THE TASK: Return each line of the records below in which the string "None" turns up.

THE INPUT:
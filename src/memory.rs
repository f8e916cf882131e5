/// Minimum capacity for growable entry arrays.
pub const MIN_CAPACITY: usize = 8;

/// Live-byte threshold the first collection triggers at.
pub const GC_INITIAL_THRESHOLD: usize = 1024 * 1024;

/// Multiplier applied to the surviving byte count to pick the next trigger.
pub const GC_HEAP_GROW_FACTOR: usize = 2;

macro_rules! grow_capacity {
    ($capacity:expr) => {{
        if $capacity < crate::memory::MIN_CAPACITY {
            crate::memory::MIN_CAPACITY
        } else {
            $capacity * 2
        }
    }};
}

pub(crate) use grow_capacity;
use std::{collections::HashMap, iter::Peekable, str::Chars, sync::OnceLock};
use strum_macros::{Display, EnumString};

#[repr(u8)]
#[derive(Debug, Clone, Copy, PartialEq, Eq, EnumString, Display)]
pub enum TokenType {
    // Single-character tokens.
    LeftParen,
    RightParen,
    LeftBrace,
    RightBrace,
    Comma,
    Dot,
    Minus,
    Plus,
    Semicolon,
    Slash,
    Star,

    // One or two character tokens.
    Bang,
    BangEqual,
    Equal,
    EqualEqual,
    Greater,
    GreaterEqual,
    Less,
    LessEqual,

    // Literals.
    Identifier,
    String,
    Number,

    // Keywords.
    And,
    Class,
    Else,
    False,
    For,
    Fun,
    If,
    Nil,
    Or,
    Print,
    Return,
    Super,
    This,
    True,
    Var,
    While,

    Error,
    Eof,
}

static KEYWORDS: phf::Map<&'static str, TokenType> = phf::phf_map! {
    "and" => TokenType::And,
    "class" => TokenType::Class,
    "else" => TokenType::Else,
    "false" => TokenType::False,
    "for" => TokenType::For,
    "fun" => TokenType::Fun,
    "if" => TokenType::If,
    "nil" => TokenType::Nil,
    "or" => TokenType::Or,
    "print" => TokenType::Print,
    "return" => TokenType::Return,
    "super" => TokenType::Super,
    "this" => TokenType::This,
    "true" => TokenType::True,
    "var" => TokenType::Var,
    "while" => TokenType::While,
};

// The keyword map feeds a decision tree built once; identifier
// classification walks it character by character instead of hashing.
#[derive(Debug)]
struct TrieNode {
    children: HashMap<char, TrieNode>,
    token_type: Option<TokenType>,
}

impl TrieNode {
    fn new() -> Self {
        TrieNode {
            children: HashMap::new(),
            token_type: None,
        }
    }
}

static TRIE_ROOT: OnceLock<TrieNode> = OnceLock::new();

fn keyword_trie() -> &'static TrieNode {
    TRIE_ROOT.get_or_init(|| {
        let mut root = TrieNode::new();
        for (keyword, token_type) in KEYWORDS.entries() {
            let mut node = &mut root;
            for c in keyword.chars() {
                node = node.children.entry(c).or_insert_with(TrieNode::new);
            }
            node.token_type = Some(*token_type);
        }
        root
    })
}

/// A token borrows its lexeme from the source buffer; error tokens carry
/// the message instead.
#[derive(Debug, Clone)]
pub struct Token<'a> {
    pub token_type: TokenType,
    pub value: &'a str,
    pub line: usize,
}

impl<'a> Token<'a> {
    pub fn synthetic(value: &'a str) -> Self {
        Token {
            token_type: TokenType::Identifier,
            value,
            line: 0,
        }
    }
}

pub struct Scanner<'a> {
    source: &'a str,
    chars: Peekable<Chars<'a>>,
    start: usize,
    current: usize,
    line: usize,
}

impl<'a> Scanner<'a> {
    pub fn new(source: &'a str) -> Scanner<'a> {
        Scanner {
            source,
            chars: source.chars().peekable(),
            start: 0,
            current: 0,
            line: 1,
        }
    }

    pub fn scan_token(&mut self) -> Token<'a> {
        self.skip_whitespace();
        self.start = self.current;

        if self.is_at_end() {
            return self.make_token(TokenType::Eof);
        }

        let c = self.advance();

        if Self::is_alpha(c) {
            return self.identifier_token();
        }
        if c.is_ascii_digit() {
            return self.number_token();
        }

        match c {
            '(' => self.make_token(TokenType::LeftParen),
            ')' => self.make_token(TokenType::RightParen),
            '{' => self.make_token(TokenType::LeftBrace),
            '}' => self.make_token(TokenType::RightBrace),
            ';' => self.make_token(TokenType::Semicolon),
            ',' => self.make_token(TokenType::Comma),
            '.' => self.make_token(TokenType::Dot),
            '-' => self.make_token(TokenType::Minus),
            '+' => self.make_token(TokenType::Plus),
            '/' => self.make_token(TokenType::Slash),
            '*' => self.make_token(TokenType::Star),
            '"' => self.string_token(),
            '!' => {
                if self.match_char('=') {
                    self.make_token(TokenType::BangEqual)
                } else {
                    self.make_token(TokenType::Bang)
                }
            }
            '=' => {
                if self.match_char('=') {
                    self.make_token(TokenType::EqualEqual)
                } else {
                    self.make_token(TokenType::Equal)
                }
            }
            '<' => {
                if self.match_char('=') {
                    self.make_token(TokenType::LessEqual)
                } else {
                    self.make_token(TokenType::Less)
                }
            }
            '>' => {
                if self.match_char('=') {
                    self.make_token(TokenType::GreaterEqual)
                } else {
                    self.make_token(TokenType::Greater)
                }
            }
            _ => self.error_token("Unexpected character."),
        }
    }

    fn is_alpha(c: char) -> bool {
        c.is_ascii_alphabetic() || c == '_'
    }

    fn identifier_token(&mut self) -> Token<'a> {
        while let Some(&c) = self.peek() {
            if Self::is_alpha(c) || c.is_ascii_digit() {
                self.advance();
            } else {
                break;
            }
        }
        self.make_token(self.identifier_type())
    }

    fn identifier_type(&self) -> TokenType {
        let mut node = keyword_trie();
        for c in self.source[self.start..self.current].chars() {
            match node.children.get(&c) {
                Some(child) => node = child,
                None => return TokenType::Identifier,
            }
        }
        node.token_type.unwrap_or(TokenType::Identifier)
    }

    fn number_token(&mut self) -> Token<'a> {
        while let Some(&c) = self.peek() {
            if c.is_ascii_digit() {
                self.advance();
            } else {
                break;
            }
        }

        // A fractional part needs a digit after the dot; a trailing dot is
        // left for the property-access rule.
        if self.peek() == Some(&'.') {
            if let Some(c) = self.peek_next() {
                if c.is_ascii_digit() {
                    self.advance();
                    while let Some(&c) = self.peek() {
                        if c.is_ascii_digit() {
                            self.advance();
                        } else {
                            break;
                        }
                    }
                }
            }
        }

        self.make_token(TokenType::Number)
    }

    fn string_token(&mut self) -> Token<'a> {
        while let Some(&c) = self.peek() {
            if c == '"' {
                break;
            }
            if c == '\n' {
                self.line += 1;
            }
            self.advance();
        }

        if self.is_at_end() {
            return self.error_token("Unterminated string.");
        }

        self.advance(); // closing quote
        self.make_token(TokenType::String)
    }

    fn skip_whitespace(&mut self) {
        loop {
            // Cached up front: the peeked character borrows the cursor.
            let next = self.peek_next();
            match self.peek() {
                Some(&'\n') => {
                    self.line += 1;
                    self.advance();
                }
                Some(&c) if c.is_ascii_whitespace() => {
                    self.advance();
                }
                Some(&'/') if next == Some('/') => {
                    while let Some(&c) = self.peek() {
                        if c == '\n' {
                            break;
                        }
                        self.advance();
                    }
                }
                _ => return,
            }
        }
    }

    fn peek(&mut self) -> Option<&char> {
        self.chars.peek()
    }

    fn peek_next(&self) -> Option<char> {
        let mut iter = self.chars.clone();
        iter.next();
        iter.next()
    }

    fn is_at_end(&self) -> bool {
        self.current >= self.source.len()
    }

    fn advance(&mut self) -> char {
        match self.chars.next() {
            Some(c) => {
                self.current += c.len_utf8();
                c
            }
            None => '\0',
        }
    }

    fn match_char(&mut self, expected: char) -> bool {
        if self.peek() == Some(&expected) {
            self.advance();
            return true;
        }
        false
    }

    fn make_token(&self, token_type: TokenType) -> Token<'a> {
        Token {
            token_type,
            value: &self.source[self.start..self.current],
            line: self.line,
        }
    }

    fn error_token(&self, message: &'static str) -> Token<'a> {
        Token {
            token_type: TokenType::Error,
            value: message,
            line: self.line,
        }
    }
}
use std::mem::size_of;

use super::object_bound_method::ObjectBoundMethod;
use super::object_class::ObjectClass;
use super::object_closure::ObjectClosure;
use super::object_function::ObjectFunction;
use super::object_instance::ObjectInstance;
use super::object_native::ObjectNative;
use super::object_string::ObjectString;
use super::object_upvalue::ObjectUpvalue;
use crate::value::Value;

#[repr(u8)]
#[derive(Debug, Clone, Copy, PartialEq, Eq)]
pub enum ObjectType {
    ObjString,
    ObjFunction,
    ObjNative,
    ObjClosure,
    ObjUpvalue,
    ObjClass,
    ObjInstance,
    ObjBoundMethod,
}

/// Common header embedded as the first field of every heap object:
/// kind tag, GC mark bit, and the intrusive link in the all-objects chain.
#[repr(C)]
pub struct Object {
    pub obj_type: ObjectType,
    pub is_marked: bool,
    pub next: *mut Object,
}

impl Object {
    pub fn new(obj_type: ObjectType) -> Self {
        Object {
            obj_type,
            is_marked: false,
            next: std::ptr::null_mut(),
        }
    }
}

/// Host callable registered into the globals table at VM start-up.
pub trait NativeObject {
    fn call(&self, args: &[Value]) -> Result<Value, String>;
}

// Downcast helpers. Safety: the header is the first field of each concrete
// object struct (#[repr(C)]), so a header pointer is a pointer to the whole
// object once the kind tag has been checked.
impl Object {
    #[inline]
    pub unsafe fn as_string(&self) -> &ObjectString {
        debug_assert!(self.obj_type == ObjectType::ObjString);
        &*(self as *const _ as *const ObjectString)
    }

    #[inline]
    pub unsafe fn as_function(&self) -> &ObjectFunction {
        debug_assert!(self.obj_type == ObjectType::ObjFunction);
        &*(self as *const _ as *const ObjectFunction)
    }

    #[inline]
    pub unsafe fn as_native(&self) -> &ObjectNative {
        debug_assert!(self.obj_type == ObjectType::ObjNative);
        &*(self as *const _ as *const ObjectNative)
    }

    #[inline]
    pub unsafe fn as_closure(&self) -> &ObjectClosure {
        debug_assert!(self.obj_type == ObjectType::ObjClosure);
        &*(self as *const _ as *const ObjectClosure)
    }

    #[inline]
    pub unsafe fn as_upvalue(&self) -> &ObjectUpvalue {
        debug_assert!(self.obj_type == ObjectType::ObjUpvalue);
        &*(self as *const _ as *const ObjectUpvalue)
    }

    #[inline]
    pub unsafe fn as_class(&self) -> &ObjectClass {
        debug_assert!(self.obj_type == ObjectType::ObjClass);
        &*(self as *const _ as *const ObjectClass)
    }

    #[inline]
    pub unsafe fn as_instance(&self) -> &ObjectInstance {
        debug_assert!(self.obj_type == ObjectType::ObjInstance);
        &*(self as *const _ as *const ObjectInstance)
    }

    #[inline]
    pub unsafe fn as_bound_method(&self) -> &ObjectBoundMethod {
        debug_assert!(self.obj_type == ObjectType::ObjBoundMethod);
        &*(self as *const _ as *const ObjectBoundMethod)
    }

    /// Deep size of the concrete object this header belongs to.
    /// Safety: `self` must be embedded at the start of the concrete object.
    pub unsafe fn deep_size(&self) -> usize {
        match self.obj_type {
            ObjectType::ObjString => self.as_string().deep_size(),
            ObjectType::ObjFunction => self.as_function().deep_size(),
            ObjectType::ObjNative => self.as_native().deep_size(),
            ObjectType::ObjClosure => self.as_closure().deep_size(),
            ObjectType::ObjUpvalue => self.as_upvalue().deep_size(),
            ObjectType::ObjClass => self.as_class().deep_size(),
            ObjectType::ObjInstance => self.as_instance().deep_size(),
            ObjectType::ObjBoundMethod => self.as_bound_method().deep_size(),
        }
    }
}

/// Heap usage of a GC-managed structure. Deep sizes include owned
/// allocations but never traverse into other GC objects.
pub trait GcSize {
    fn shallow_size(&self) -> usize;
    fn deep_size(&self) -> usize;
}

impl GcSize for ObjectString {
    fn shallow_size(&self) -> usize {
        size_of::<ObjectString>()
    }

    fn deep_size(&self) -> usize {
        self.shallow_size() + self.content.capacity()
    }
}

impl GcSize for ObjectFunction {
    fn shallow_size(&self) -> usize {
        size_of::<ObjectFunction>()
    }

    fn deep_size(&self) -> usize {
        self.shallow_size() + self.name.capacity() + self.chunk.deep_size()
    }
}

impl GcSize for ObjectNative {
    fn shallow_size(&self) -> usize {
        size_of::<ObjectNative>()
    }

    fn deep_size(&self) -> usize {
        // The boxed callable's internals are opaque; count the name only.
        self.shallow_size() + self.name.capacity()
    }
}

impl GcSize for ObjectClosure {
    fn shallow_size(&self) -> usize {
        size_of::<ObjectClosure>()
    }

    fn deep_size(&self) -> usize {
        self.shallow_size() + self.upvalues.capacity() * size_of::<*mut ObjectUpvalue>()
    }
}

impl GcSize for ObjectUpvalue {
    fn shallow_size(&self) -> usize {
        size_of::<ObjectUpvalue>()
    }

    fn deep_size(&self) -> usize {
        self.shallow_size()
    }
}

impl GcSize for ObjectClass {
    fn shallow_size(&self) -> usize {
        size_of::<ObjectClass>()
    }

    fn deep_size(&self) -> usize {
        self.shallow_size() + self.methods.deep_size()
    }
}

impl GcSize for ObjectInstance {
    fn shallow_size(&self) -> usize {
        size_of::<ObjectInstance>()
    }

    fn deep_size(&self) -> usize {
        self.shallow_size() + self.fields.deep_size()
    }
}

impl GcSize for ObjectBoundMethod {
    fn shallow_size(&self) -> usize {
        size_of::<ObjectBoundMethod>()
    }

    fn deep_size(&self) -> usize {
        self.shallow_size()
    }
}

OUTPUT FOR THIS TASK:
            token_type: None,
                None => return TokenType::Identifier,
            None => '\0',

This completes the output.